From ef119aad6829064b76ba86f5be97e72db5d494a7 Mon Sep 17 00:00:00 2001
From: Whit J <whitj00@users.noreply.github.com>
Date: Fri, 29 Aug 2014 17:07:59 -0700
Subject: [PATCH]  New issue Don't reveal whether password is <20 or >20
 characters in RPC

From Bitcoin Pull #4728

It seems bad to base a decision to delay on the password length, as it leaks a tiny bit of information.

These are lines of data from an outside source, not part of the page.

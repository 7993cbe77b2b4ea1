//! Configuration
//!
//! Layered configuration in the usual precedence order: built-in defaults,
//! then the global config file under the platform config directory, then an
//! explicit `--config` file, then `STEAMSHELF_*` environment variables.

use crate::error::SyncError;
use crate::logging::LoggingConfig;
use crate::remote::OWNED_GAMES_ENDPOINT;
use config::{Config, ConfigError, Environment, File};
use serde::{Deserialize, Serialize};
use std::path::{Path, PathBuf};

/// Filesystem locations the sync pipelines read from and write to.
#[derive(Debug, Clone, Default, Serialize, Deserialize)]
pub struct PathsConfig {
    /// The binary shortcuts container (usually `shortcuts.vdf`).
    #[serde(default)]
    pub shortcuts_vdf: Option<PathBuf>,

    /// Directory of `{appName}.url` launch shortcuts.
    #[serde(default)]
    pub url_shortcuts: Option<PathBuf>,

    /// User-curated grid artwork directory.
    #[serde(default)]
    pub steam_grid: Option<PathBuf>,

    /// Steam library cache artwork directory.
    #[serde(default)]
    pub library_cache: Option<PathBuf>,

    /// Directory of `{appName}.nfo` metadata side-files.
    #[serde(default)]
    pub nfo_files: Option<PathBuf>,

    /// Where catalog documents are persisted; defaults to the platform
    /// data directory.
    #[serde(default)]
    pub data_dir: Option<PathBuf>,
}

/// Remote ownership API settings.
#[derive(Debug, Clone, Serialize, Deserialize)]
pub struct SteamConfig {
    #[serde(default)]
    pub owner_id: String,

    #[serde(default)]
    pub api_key: String,

    #[serde(default = "default_endpoint")]
    pub endpoint: String,
}

fn default_endpoint() -> String {
    OWNED_GAMES_ENDPOINT.to_string()
}

impl Default for SteamConfig {
    fn default() -> Self {
        SteamConfig {
            owner_id: String::new(),
            api_key: String::new(),
            endpoint: default_endpoint(),
        }
    }
}

/// Complete steamshelf configuration.
#[derive(Debug, Clone, Default, Serialize, Deserialize)]
pub struct ShelfConfig {
    #[serde(default)]
    pub paths: PathsConfig,

    #[serde(default)]
    pub steam: SteamConfig,

    #[serde(default)]
    pub logging: LoggingConfig,
}

impl ShelfConfig {
    /// Load configuration from the standard sources.
    pub fn load(explicit_file: Option<&Path>) -> Result<ShelfConfig, ConfigError> {
        let mut builder =
            Config::builder().add_source(Config::try_from(&ShelfConfig::default())?);

        if let Some(global) = Self::global_config_path() {
            builder = builder.add_source(File::from(global).required(false));
        }
        if let Some(path) = explicit_file {
            builder = builder.add_source(File::from(path.to_path_buf()).required(true));
        }
        builder = builder.add_source(
            Environment::with_prefix("STEAMSHELF")
                .separator("__")
                .try_parsing(true),
        );

        builder.build()?.try_deserialize()
    }

    /// Path of the global config file (`<config dir>/config.toml`).
    pub fn global_config_path() -> Option<PathBuf> {
        directories::ProjectDirs::from("", "steamshelf", "steamshelf")
            .map(|dirs| dirs.config_dir().join("config.toml"))
    }

    /// Directory for catalog documents: configured, or the platform data
    /// directory.
    pub fn data_dir(&self) -> Result<PathBuf, ConfigError> {
        if let Some(dir) = &self.paths.data_dir {
            return Ok(dir.clone());
        }
        directories::ProjectDirs::from("", "steamshelf", "steamshelf")
            .map(|dirs| dirs.data_dir().to_path_buf())
            .ok_or_else(|| {
                ConfigError::Message("could not determine platform data directory".to_string())
            })
    }

    /// Validate the settings a remote sync depends on.
    pub fn validate_remote(&self) -> Result<(), SyncError> {
        if self.steam.owner_id.is_empty() || self.steam.api_key.is_empty() {
            return Err(SyncError::Config(
                "steam owner id or API key not configured".to_string(),
            ));
        }
        match &self.paths.library_cache {
            None => Err(SyncError::Config(
                "library cache path not configured".to_string(),
            )),
            Some(dir) if !dir.is_dir() => {
                Err(SyncError::MissingDirectory(dir.clone()))
            }
            Some(_) => Ok(()),
        }
    }

    /// Validate the settings a shortcut sync depends on.
    pub fn validate_shortcuts(&self) -> Result<&Path, SyncError> {
        self.paths
            .shortcuts_vdf
            .as_deref()
            .ok_or_else(|| SyncError::Config("shortcuts container path not configured".to_string()))
    }
}

#[cfg(test)]
mod tests {
    use super::*;
    use std::fs;
    use tempfile::TempDir;

    #[test]
    fn test_defaults() {
        let config = ShelfConfig::default();
        assert_eq!(config.steam.endpoint, OWNED_GAMES_ENDPOINT);
        assert!(config.paths.shortcuts_vdf.is_none());
        assert!(config.steam.owner_id.is_empty());
    }

    #[test]
    fn test_load_from_file() {
        let temp = TempDir::new().unwrap();
        let path = temp.path().join("config.toml");
        fs::write(
            &path,
            r#"
            [paths]
            shortcuts_vdf = "/steam/userdata/1/config/shortcuts.vdf"
            steam_grid = "/steam/userdata/1/config/grid"

            [steam]
            owner_id = "76561198000000000"
            api_key = "XYZ"
            "#,
        )
        .unwrap();

        let config = ShelfConfig::load(Some(&path)).unwrap();
        assert_eq!(
            config.paths.shortcuts_vdf.as_deref(),
            Some(Path::new("/steam/userdata/1/config/shortcuts.vdf"))
        );
        assert_eq!(config.steam.owner_id, "76561198000000000");
        // Unset values keep their defaults.
        assert_eq!(config.steam.endpoint, OWNED_GAMES_ENDPOINT);
        assert!(config.paths.nfo_files.is_none());
    }

    #[test]
    fn test_validate_remote_requires_credentials() {
        let config = ShelfConfig::default();
        let err = config.validate_remote().unwrap_err();
        assert!(matches!(err, SyncError::Config(_)));
    }

    #[test]
    fn test_validate_remote_requires_existing_library_cache() {
        let temp = TempDir::new().unwrap();
        let mut config = ShelfConfig::default();
        config.steam.owner_id = "1".to_string();
        config.steam.api_key = "k".to_string();
        config.paths.library_cache = Some(temp.path().join("missing"));
        assert!(matches!(
            config.validate_remote().unwrap_err(),
            SyncError::MissingDirectory(_)
        ));

        config.paths.library_cache = Some(temp.path().to_path_buf());
        config.validate_remote().unwrap();
    }

    #[test]
    fn test_validate_shortcuts_requires_path() {
        let config = ShelfConfig::default();
        assert!(matches!(
            config.validate_shortcuts().unwrap_err(),
            SyncError::Config(_)
        ));
    }
}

This doesn't change DoS potential as it is trivial to hold up all RPC threads in another way for someone in the rpcallowip list.
---
 src/rpcserver.cpp | 5 ++---
 1 file changed, 2 insertions(+), 3 deletions(-)

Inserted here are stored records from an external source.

//! Binary VDF record decoder
//!
//! Steam stores non-Steam shortcuts in a nested, typed, null-terminated
//! record format with no length prefixes. A dictionary is a sequence of
//! `(type tag, key, value)` triples closed by an explicit end marker; the
//! four value types are nested dictionaries, null-terminated strings, and
//! little-endian 32/64-bit unsigned integers.

use crate::error::DecodeError;
use std::io::BufRead;

/// Value opens a nested dictionary.
const TAG_DICTIONARY: u8 = 0x00;
/// Value is a null-terminated string.
const TAG_STRING: u8 = 0x01;
/// Value is a 4-byte little-endian unsigned integer.
const TAG_UINT32: u8 = 0x02;
/// Value is an 8-byte little-endian unsigned integer.
const TAG_UINT64: u8 = 0x07;
/// Closes the current dictionary.
const END_MARKER: u8 = 0x08;

/// A typed value recovered from the shortcuts container.
#[derive(Debug, Clone, PartialEq)]
pub enum BinaryNode {
    Dictionary(Dictionary),
    String(String),
    UInt32(u32),
    UInt64(u64),
}

impl BinaryNode {
    pub fn as_dictionary(&self) -> Option<&Dictionary> {
        match self {
            BinaryNode::Dictionary(dict) => Some(dict),
            _ => None,
        }
    }

    pub fn as_str(&self) -> Option<&str> {
        match self {
            BinaryNode::String(s) => Some(s),
            _ => None,
        }
    }
}

/// An insertion-ordered string-keyed mapping of decoded values.
#[derive(Debug, Clone, Default, PartialEq)]
pub struct Dictionary(Vec<(String, BinaryNode)>);

impl Dictionary {
    pub fn new() -> Self {
        Dictionary(Vec::new())
    }

    /// First value stored under `key`, in insertion order.
    pub fn get(&self, key: &str) -> Option<&BinaryNode> {
        self.0.iter().find(|(k, _)| k == key).map(|(_, v)| v)
    }

    pub fn iter(&self) -> impl Iterator<Item = (&str, &BinaryNode)> {
        self.0.iter().map(|(k, v)| (k.as_str(), v))
    }

    pub fn len(&self) -> usize {
        self.0.len()
    }

    pub fn is_empty(&self) -> bool {
        self.0.is_empty()
    }

    fn push(&mut self, key: String, value: BinaryNode) {
        self.0.push((key, value));
    }
}

/// Decode a complete shortcuts container from `reader`.
///
/// The root dictionary is the whole document: decoding stops at its end
/// marker and never consumes trailing bytes. Any unknown type tag or
/// premature end of input aborts the parse; the format has no resync point.
pub fn decode<R: BufRead>(reader: &mut R) -> Result<Dictionary, DecodeError> {
    read_dictionary(reader)
}

fn read_dictionary<R: BufRead>(reader: &mut R) -> Result<Dictionary, DecodeError> {
    let mut dict = Dictionary::new();
    loop {
        let tag = read_byte(reader)?;
        if tag == END_MARKER {
            return Ok(dict);
        }
        let key = read_string(reader)?;
        let value = match tag {
            TAG_DICTIONARY => BinaryNode::Dictionary(read_dictionary(reader)?),
            TAG_STRING => BinaryNode::String(read_string(reader)?),
            TAG_UINT32 => BinaryNode::UInt32(u32::from_le_bytes(read_exact(reader)?)),
            TAG_UINT64 => BinaryNode::UInt64(u64::from_le_bytes(read_exact(reader)?)),
            other => return Err(DecodeError::UnknownRecordType(other)),
        };
        dict.push(key, value);
    }
}

fn read_byte<R: BufRead>(reader: &mut R) -> Result<u8, DecodeError> {
    let [byte] = read_exact::<1, R>(reader)?;
    Ok(byte)
}

fn read_exact<const N: usize, R: BufRead>(reader: &mut R) -> Result<[u8; N], DecodeError> {
    let mut buf = [0u8; N];
    reader.read_exact(&mut buf).map_err(|e| {
        if e.kind() == std::io::ErrorKind::UnexpectedEof {
            DecodeError::Truncated
        } else {
            DecodeError::Io(e)
        }
    })?;
    Ok(buf)
}

/// Read bytes up to the next NUL, scanning the reader's buffer in chunks.
///
/// The NUL is consumed but excluded from the result. Bytes are decoded as
/// UTF-8, falling back to Latin-1 so no byte sequence is unrepresentable.
fn read_string<R: BufRead>(reader: &mut R) -> Result<String, DecodeError> {
    let mut raw: Vec<u8> = Vec::new();
    loop {
        let chunk = reader.fill_buf()?;
        if chunk.is_empty() {
            return Err(DecodeError::Truncated);
        }
        match chunk.iter().position(|&b| b == 0) {
            Some(nul) => {
                raw.extend_from_slice(&chunk[..nul]);
                reader.consume(nul + 1);
                break;
            }
            None => {
                let len = chunk.len();
                raw.extend_from_slice(chunk);
                reader.consume(len);
            }
        }
    }
    Ok(decode_text(raw))
}

fn decode_text(raw: Vec<u8>) -> String {
    match String::from_utf8(raw) {
        Ok(s) => s,
        // Latin-1: every byte maps to the code point of the same value.
        Err(err) => err.into_bytes().iter().map(|&b| b as char).collect(),
    }
}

diff --git a/src/rpcserver.cpp b/src/rpcserver.cpp
index 31c73b539..c9a0bd378 100644
--- a/src/rpcserver.cpp
+++ b/src/rpcserver.cpp
@@ -827,11 +827,10 @@ void ServiceConnection(AcceptedConnection *conn)
         if (!HTTPAuthorized(mapHeaders))
         {
             LogPrintf("ThreadRPCServer incorrect password attempt from %s\n", conn->peer_address_to_string());
-            /* Deter brute-forcing short passwords.
+            /* Deter brute-forcing
                If this results in a DoS the user really
                shouldn't have their RPC port exposed. */
-            if (mapArgs["-rpcpassword"].size() < 20)
-                MilliSleep(250);
+            MilliSleep(250);
 
             conn->stream() << HTTPReply(HTTP_UNAUTHORIZED, "", false) << std::flush;
             break;